Ce qui ne change pas du tout
Beaucoup de choses, en réalité, et c'est rassurant :
- l'installation s'annonce au canton avant les travaux, jamais à votre commune, qui est consultée pour préavis ;
- la nouvelle installation doit être alimentée prioritairement par des énergies renouvelables ou des rejets de chaleur, et la pompe à chaleur compte comme telle ;
- l'attestation de bruit doit être vérifiée et signée par un acousticien ;
- si vous demandez une subvention, le dossier doit être réceptionné par le canton au moins 14 jours avant le premier coup de pioche ;
- les prescriptions techniques sur la température de départ, le comptage de l'énergie et la régulation par local s'appliquent de la même façon.

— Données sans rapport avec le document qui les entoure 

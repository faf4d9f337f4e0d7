use std::sync::{Arc, Mutex, MutexGuard};
use std::time::Instant;

use suggest_core::{FetchError, RequestId, Suggestion};

use crate::controller::SuggestController;

use super::types::{SuggestItem, SuggestKeyEvent, SuggestResponse};

/// One suggestion-enabled text field. The host performs the fetches.
#[derive(uniffi::Object)]
pub struct SuggestSession {
    controller: Mutex<SuggestController>,
}

#[uniffi::export]
impl SuggestSession {
    #[uniffi::constructor]
    pub(super) fn new() -> Arc<Self> {
        let controller = SuggestController::new(crate::settings::settings());
        Arc::new(Self {
            controller: Mutex::new(controller),
        })
    }

    /// Restart the field seeded with a previously committed value. The
    /// response asks the host to resolve its label.
    fn start_with_selected(&self, value: String) -> SuggestResponse {
        let settings = crate::settings::settings();
        let mut controller = self.lock();
        controller.teardown();
        let (seeded, out) =
            SuggestController::new(settings).with_selected(settings, value, Instant::now());
        *controller = seeded;
        out.into()
    }

    fn edit(&self, text: String) -> SuggestResponse {
        self.lock().edit(&text, Instant::now()).into()
    }

    fn tick(&self) -> SuggestResponse {
        self.lock().tick(Instant::now()).into()
    }

    fn handle_key(&self, key: SuggestKeyEvent) -> SuggestResponse {
        self.lock().handle_key(key.into(), Instant::now()).into()
    }

    fn hover(&self, index: u32) -> SuggestResponse {
        self.lock().hover(index as usize, Instant::now()).into()
    }

    fn select_at(&self, index: u32) -> SuggestResponse {
        self.lock().select_at(index as usize, Instant::now()).into()
    }

    fn reset_selection(&self) -> SuggestResponse {
        self.lock().reset_selection(Instant::now()).into()
    }

    fn blur(&self) -> SuggestResponse {
        self.lock().blur(Instant::now()).into()
    }

    fn receive_suggestions(&self, request_id: u64, items: Vec<SuggestItem>) -> SuggestResponse {
        let suggestions = items.into_iter().map(Suggestion::from).collect();
        self.lock()
            .receive_suggestions(RequestId::from_raw(request_id), Ok(suggestions), Instant::now())
            .into()
    }

    fn fail_suggestions(&self, request_id: u64, reason: String) -> SuggestResponse {
        self.lock()
            .receive_suggestions(
                RequestId::from_raw(request_id),
                Err(FetchError::rejected(reason)),
                Instant::now(),
            )
            .into()
    }

    fn receive_saved_info(&self, request_id: u64, item: SuggestItem) -> SuggestResponse {
        self.lock()
            .receive_saved_info(RequestId::from_raw(request_id), Ok(item.into()), Instant::now())
            .into()
    }

    fn fail_saved_info(&self, request_id: u64, reason: String) -> SuggestResponse {
        self.lock()
            .receive_saved_info(
                RequestId::from_raw(request_id),
                Err(FetchError::rejected(reason)),
                Instant::now(),
            )
            .into()
    }

    fn query(&self) -> String {
        self.lock().session().query().to_string()
    }

    fn selection(&self) -> Option<SuggestItem> {
        self.lock().session().selection().cloned().map(SuggestItem::from)
    }

    fn teardown(&self) {
        self.lock().teardown();
    }
}

impl SuggestSession {
    /// A panic inside one call must not brick the field for good.
    fn lock(&self) -> MutexGuard<'_, SuggestController> {
        self.controller
            .lock()
            .unwrap_or_else(|poisoned| poisoned.into_inner())
    }
}

#[cfg(test)]
mod tests {
    use super::*;
    use crate::api::SuggestEvent;

    fn fetch_request(resp: &SuggestResponse) -> Option<u64> {
        resp.events.iter().find_map(|e| match e {
            SuggestEvent::FetchSuggestions { request_id, .. } => Some(*request_id),
            _ => None,
        })
    }

    fn items() -> Vec<SuggestItem> {
        vec![
            SuggestItem {
                value: "p1".into(),
                label: "London".into(),
            },
            SuggestItem {
                value: "p2".into(),
                label: "Long Beach".into(),
            },
        ]
    }

    /// Drive the debounce with tick until the fetch is issued.
    fn settle(session: &SuggestSession) -> u64 {
        let deadline = Instant::now() + std::time::Duration::from_secs(5);
        loop {
            if let Some(id) = fetch_request(&session.tick()) {
                return id;
            }
            assert!(Instant::now() < deadline, "debounce never fired");
            std::thread::sleep(std::time::Duration::from_millis(20));
        }
    }

    #[test]
    fn test_type_fetch_and_commit_with_enter() {
        let session = SuggestSession::new();
        session.edit("lon".into());
        let id = settle(&session);

        let shown = session.receive_suggestions(id, items());
        assert!(matches!(
            shown.events[0],
            SuggestEvent::ShowSuggestions { ref items, .. } if items.len() == 2
        ));

        assert!(session.handle_key(SuggestKeyEvent::ArrowDown { caret: 3 }).consumed);
        let commit = session.handle_key(SuggestKeyEvent::Enter);
        assert!(commit.consumed);
        assert_eq!(
            commit.events[0],
            SuggestEvent::Select {
                value: "p1".into(),
                item: items()[0].clone(),
            }
        );
        assert_eq!(session.query(), "London");
        assert_eq!(session.selection().map(|i| i.value), Some("p1".into()));
    }

    #[test]
    fn test_failed_fetch_keeps_field_usable() {
        let session = SuggestSession::new();
        session.edit("lon".into());
        let id = settle(&session);
        let resp = session.fail_suggestions(id, "offline".into());
        assert!(resp
            .events
            .iter()
            .all(|e| !matches!(e, SuggestEvent::Announce { .. })));
        session.edit("long".into());
        assert!(settle(&session) > id);
    }

    #[test]
    fn test_seeded_lookup_failure_clears_query() {
        let session = SuggestSession::new();
        let resp = session.start_with_selected("p9".into());
        let id = resp
            .events
            .iter()
            .find_map(|e| match e {
                SuggestEvent::FetchSavedInfo { request_id, .. } => Some(*request_id),
                _ => None,
            })
            .unwrap();
        let failed = session.fail_saved_info(id, "gone".into());
        assert!(failed
            .events
            .contains(&SuggestEvent::SetQuery { text: String::new() }));
        assert!(session.selection().is_none());
    }
}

Il faut y ajouter un point que presque personne ne signale, et qui vaut partout dans le canton : installer un générateur de chaleur fait repartir, pour trois années consécutives, l'obligation de déclarer au canton la consommation de chaleur du bâtiment. Un propriétaire qui n'avait jamais rien eu à déclarer se retrouve donc avec une obligation nouvelle après ses travaux. Ce n'est pas lourd, c'est simplement à savoir avant, et non pas découvert un an plus tard par un courrier.
Autrement dit, le socle du projet est identique. Ce qui diffère, c'est la porte d'entrée administrative — et le fait qu'elle doive être ouverte avant de commander, pas après. Notre page autorisation et procédure et notre guide sur la ferme genevoise prennent la suite. Si votre bâtiment est à Presinge, à Gy ou dans un hameau isolé, c'est exactement ce parcours-là qui vous attend.